Como reagirão os juízes do Trabalho chamados a decidir entre o artigo 444 e o novo § único?
30 Novembro 2017 | 03h01
Diz o artigo 1.º do Código Civil: “Toda pessoa é capaz de direitos e obrigações na órbita civil”. E “a personalidade começa do nascimento com vida”, completa o artigo 2.º. Entre o nascimento e a maioridade, adquirida aos 18 anos, o homem passa por duas fases: a da incapacidade absoluta, encerrada aos 16 anos, e a da incapacidade relativa, perdurável dos 16 aos 18.
São incapazes, “relativamente a certos atos ou à maneira de os exercer”, os maiores de 16 e menores de 18 anos, os ébrios habituais, os viciados em tóxicos e os que, por deficiência mental, tenham o discernimento reduzido, “os excepcionais, sem desenvolvimento mental completo” e “os pródigos” (Código Civil, artigos 3.º e 4.º).
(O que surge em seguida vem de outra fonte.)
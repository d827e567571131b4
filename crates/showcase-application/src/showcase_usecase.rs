//! Showcase use case.
//!
//! `ShowcaseUseCase` is the surface a front end drives: it owns the gallery
//! filter, the case detail selection and the chat session, and routes case
//! references clicked in chat to the detail view.

use crate::chat_session::{ChatSession, ChatSessionConfig, HandoffOutcome, SubmitOutcome};
use showcase_core::case::{
    CaseDraft, CaseFilter, CaseRepository, Facet, Industry, Role, SuccessCase,
};
use showcase_core::chat::Segment;
use showcase_interaction::AdvisorGateway;
use std::sync::Arc;
use tokio::sync::RwLock;
use uuid::Uuid;

pub struct ShowcaseUseCase {
    /// Shared case collection, also read by the chat session
    cases: Arc<dyn CaseRepository>,
    /// The visitor's advisor conversation
    chat: Arc<ChatSession>,
    /// Current gallery facets and search text
    filter: RwLock<CaseFilter>,
    /// Case shown in the detail view, if any
    selected_case: RwLock<Option<SuccessCase>>,
}

impl ShowcaseUseCase {
    /// Creates the use case with a fresh chat session.
    pub fn new(
        cases: Arc<dyn CaseRepository>,
        gateway: AdvisorGateway,
        config: ChatSessionConfig,
    ) -> Self {
        let session_id = Uuid::new_v4().to_string();
        let chat = Arc::new(ChatSession::new(session_id, gateway, cases.clone(), config));
        Self {
            cases,
            chat,
            filter: RwLock::new(CaseFilter::default()),
            selected_case: RwLock::new(None),
        }
    }

    pub fn chat(&self) -> &Arc<ChatSession> {
        &self.chat
    }

    pub fn cases(&self) -> &Arc<dyn CaseRepository> {
        &self.cases
    }

    /// Selects the case with `case_id` for the detail view.
    ///
    /// Unknown ids leave the current selection untouched and return `None`.
    pub async fn open_case(&self, case_id: &str) -> Option<SuccessCase> {
        let case = self.cases.find_by_id(case_id)?;
        tracing::debug!("[ShowcaseUseCase] Opening case {}", case.id);
        *self.selected_case.write().await = Some(case.clone());
        Some(case)
    }

    pub async fn close_case(&self) {
        *self.selected_case.write().await = None;
    }

    pub async fn selected_case(&self) -> Option<SuccessCase> {
        self.selected_case.read().await.clone()
    }

    /// Opens the case behind a rendered reference. Plain text is ignored.
    pub async fn activate_reference(&self, segment: &Segment) -> Option<SuccessCase> {
        match segment.case_id() {
            Some(case_id) => self.open_case(case_id).await,
            None => None,
        }
    }

    pub async fn submit_query(&self, text: &str) -> SubmitOutcome {
        self.chat.submit_query(text).await
    }

    pub async fn confirm_framework_handoff(&self) -> HandoffOutcome {
        self.chat.confirm_framework_handoff().await
    }

    /// Prepends `case` to the collection.
    ///
    /// The id must not collide with an existing one.
    pub fn add_case(&self, case: SuccessCase) {
        self.cases.add(case);
    }

    /// Turns a publish-form draft into a case with a fresh id and adds it.
    pub fn publish(&self, draft: CaseDraft) -> SuccessCase {
        let case = draft.into_case(Uuid::new_v4().simple().to_string());
        tracing::info!("[ShowcaseUseCase] Publishing case {} ({})", case.id, case.title);
        self.add_case(case.clone());
        case
    }

    pub async fn filter(&self) -> CaseFilter {
        self.filter.read().await.clone()
    }

    pub async fn set_role_filter(&self, role: Facet<Role>) {
        self.filter.write().await.role = role;
    }

    pub async fn set_industry_filter(&self, industry: Facet<Industry>) {
        self.filter.write().await.industry = industry;
    }

    pub async fn set_search_query(&self, query: impl Into<String>) {
        self.filter.write().await.query = query.into();
    }

    /// Cases admitted by the current filter, in collection order.
    pub async fn visible_cases(&self) -> Vec<SuccessCase> {
        let filter = self.filter.read().await.clone();
        filter.apply(&self.cases.list_all())
    }
}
O artigo 5.º conclui: “A menoridade cessa aos dezoito anos completos, quando a pessoa fica habilitada à prática de todos os atos da vida civil”.
Nem sempre foi assim. Segundo o Código de 1916, apenas aos 21 anos a menoridade tinha fim. O passar do tempo e a evolução dos costumes levaram o legislador a admitir bastarem 18 anos para que o cidadão, homem ou mulher, se torne apto a tomar conta da própria vida. A plena capacidade para atos da vida civil poderá ser conquistada, por maior de 16 anos, pela emancipação, pelo casamento, por colação de grau em curso superior de ensino ou pelo estabelecimento civil ou comercial, se o fizer com economia própria (Código Civil, artigo 5.º).
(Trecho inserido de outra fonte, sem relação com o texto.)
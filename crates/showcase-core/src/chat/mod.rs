//! Chat domain module.
//!
//! # Module Structure
//!
//! - `message`: transcript message types (`MessageRole`, `ChatMessage`)
//! - `directive`: `[FRAME_GEN]` / `[案例: id]` parsing and render segments
//! - `framework`: pending framework and hand-off status
//! - `quick_reply`: canned prompts

pub mod directive;
mod framework;
mod message;
mod quick_reply;

pub use directive::{
    ParsedResponse, ReferenceLabel, Segment, render_plain, segment_content, split_framework,
};
pub use framework::{HANDOFF_CONFIRMATION, HandoffStatus, PendingFramework};
pub use message::{ChatMessage, MessageRole};
pub use quick_reply::{DEFAULT_QUICK_REPLIES, QuickReply, default_quick_replies};

/// First assistant message of a fresh session.
pub const DEFAULT_GREETING: &str = "• 歡迎來到 TPI 智慧架構室\n• 我是您的 AI 轉型顧問\n• 請問您目前計畫將 AI 應用於哪些核心業務場景？";

/// Assistant message used when the advisor returned blank text.
pub const EMPTY_REPLY_FALLBACK: &str = "• 了解您的需求，請繼續描述";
Válidas para a vida civil, as normas de Direito Civil perdem eficácia quando o homem, ou a mulher, passa a participar da vida econômica na posição de empregado. O paradoxo legal é evidente: torna-se capaz aos 16 anos para ser patrão, mas continua incapaz enquanto empregado.
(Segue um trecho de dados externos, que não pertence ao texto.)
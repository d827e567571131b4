//! Response directive parsing.
//!
//! Advisor replies may embed two textual conventions:
//!
//! - `[FRAME_GEN]`: everything after the first occurrence is a structured
//!   solution framework, everything before it is the conversational reply.
//! - `[案例: <id>]`: an inline reference to a case in the repository.
//!
//! The framework split runs once, when the reply arrives. Case references are
//! resolved at render time in a single left-to-right pass that yields an
//! ordered list of [`Segment`]s.

use crate::case::CaseRepository;
use serde::{Deserialize, Serialize};

/// Split token introducing the structured framework body.
pub const FRAMEWORK_MARKER: &str = "[FRAME_GEN]";

/// Opening of a case reference; the id runs up to the next `]`.
pub const CASE_MARKER_OPEN: &str = "[案例: ";

const CASE_MARKER_CLOSE: char = ']';

/// Reply shown when the advisor put nothing before `[FRAME_GEN]`.
pub const DEFAULT_FRAMEWORK_LEAD_IN: &str = "• 我已為您擬定初步技術框架：";

/// Result of splitting a raw advisor reply at the framework marker.
#[derive(Debug, Clone, PartialEq, Eq)]
pub struct ParsedResponse {
    /// Conversational text to append to the transcript.
    pub reply: String,
    /// Framework body, present only if the marker was found. May be empty.
    pub framework: Option<String>,
}

/// Splits `raw` at the first [`FRAMEWORK_MARKER`].
///
/// Without a marker the text is returned untouched. With one, both halves are
/// trimmed and an empty reply is replaced by [`DEFAULT_FRAMEWORK_LEAD_IN`].
/// Later markers are left inside the framework body.
pub fn split_framework(raw: &str) -> ParsedResponse {
    match raw.split_once(FRAMEWORK_MARKER) {
        Some((before, after)) => {
            let reply = before.trim();
            ParsedResponse {
                reply: if reply.is_empty() {
                    DEFAULT_FRAMEWORK_LEAD_IN.to_string()
                } else {
                    reply.to_string()
                },
                framework: Some(after.trim().to_string()),
            }
        }
        None => ParsedResponse {
            reply: raw.to_string(),
            framework: None,
        },
    }
}

/// How an inline case reference is labelled.
#[derive(Debug, Clone, Copy, PartialEq, Eq, Serialize, Deserialize)]
pub enum ReferenceLabel {
    /// The id resolved to a case in the repository.
    RelatedTemplate,
    /// The id is unknown; the reference stays clickable but opens nothing.
    ViewDetails,
}

impl ReferenceLabel {
    pub fn text(&self) -> &'static str {
        match self {
            ReferenceLabel::RelatedTemplate => "相關範本",
            ReferenceLabel::ViewDetails => "查看詳情",
        }
    }
}

/// A renderable piece of message content.
#[derive(Debug, Clone, PartialEq, Eq, Serialize, Deserialize)]
pub enum Segment {
    /// Literal text, kept verbatim.
    Text(String),
    /// Clickable reference; activation opens `case_id` if it exists.
    CaseReference {
        case_id: String,
        label: ReferenceLabel,
    },
}

impl Segment {
    pub fn case_id(&self) -> Option<&str> {
        match self {
            Segment::Text(_) => None,
            Segment::CaseReference { case_id, .. } => Some(case_id),
        }
    }
}

/// Scans `content` for case references and resolves them against `cases`.
///
/// Text between references is preserved exactly, including whitespace.
/// Empty text runs (e.g. between adjacent references) are not emitted.
pub fn segment_content(content: &str, cases: &dyn CaseRepository) -> Vec<Segment> {
    let mut segments = Vec::new();
    let mut literal_start = 0;
    let mut cursor = 0;

    while let Some(offset) = content[cursor..].find(CASE_MARKER_OPEN) {
        let open = cursor + offset;
        let id_start = open + CASE_MARKER_OPEN.len();

        match content[id_start..].find(CASE_MARKER_CLOSE) {
            // no closing bracket anywhere after this point, nothing else can match
            None => break,
            // `[案例: ]` carries no id; resume one byte past the ASCII '['
            Some(0) => cursor = open + 1,
            Some(id_len) => {
                push_text(&mut segments, &content[literal_start..open]);

                let case_id = content[id_start..id_start + id_len].trim().to_string();
                let label = if cases.contains(&case_id) {
                    ReferenceLabel::RelatedTemplate
                } else {
                    ReferenceLabel::ViewDetails
                };
                segments.push(Segment::CaseReference { case_id, label });

                cursor = id_start + id_len + CASE_MARKER_CLOSE.len_utf8();
                literal_start = cursor;
            }
        }
    }

    push_text(&mut segments, &content[literal_start..]);
    segments
}

fn push_text(segments: &mut Vec<Segment>, text: &str) {
    if !text.is_empty() {
        segments.push(Segment::Text(text.to_string()));
    }
}

/// Flattens segments back into display text, e.g. for terminals.
pub fn render_plain(segments: &[Segment]) -> String {
    segments
        .iter()
        .map(|segment| match segment {
            Segment::Text(text) => text.clone(),
            Segment::CaseReference { case_id, label } => format!("[{} #{}]", label.text(), case_id),
        })
        .collect()
}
A expressão hipossuficiente não é encontrada na Consolidação das Leis do Trabalho (CLT), pois se oculta no interior do artigo 3.º, que traz a seguinte definição: “Considera-se empregado toda pessoa física que prestar serviços de natureza eventual a empregador, sob a dependência deste e mediante salário”. O perigo consiste no termo “dependência”. O dispositivo estaria melhor dizendo: “Empregado é a pessoa que trabalha de maneira não eventual para empregador, mediante salário pago por hora, dia, semana ou mês”.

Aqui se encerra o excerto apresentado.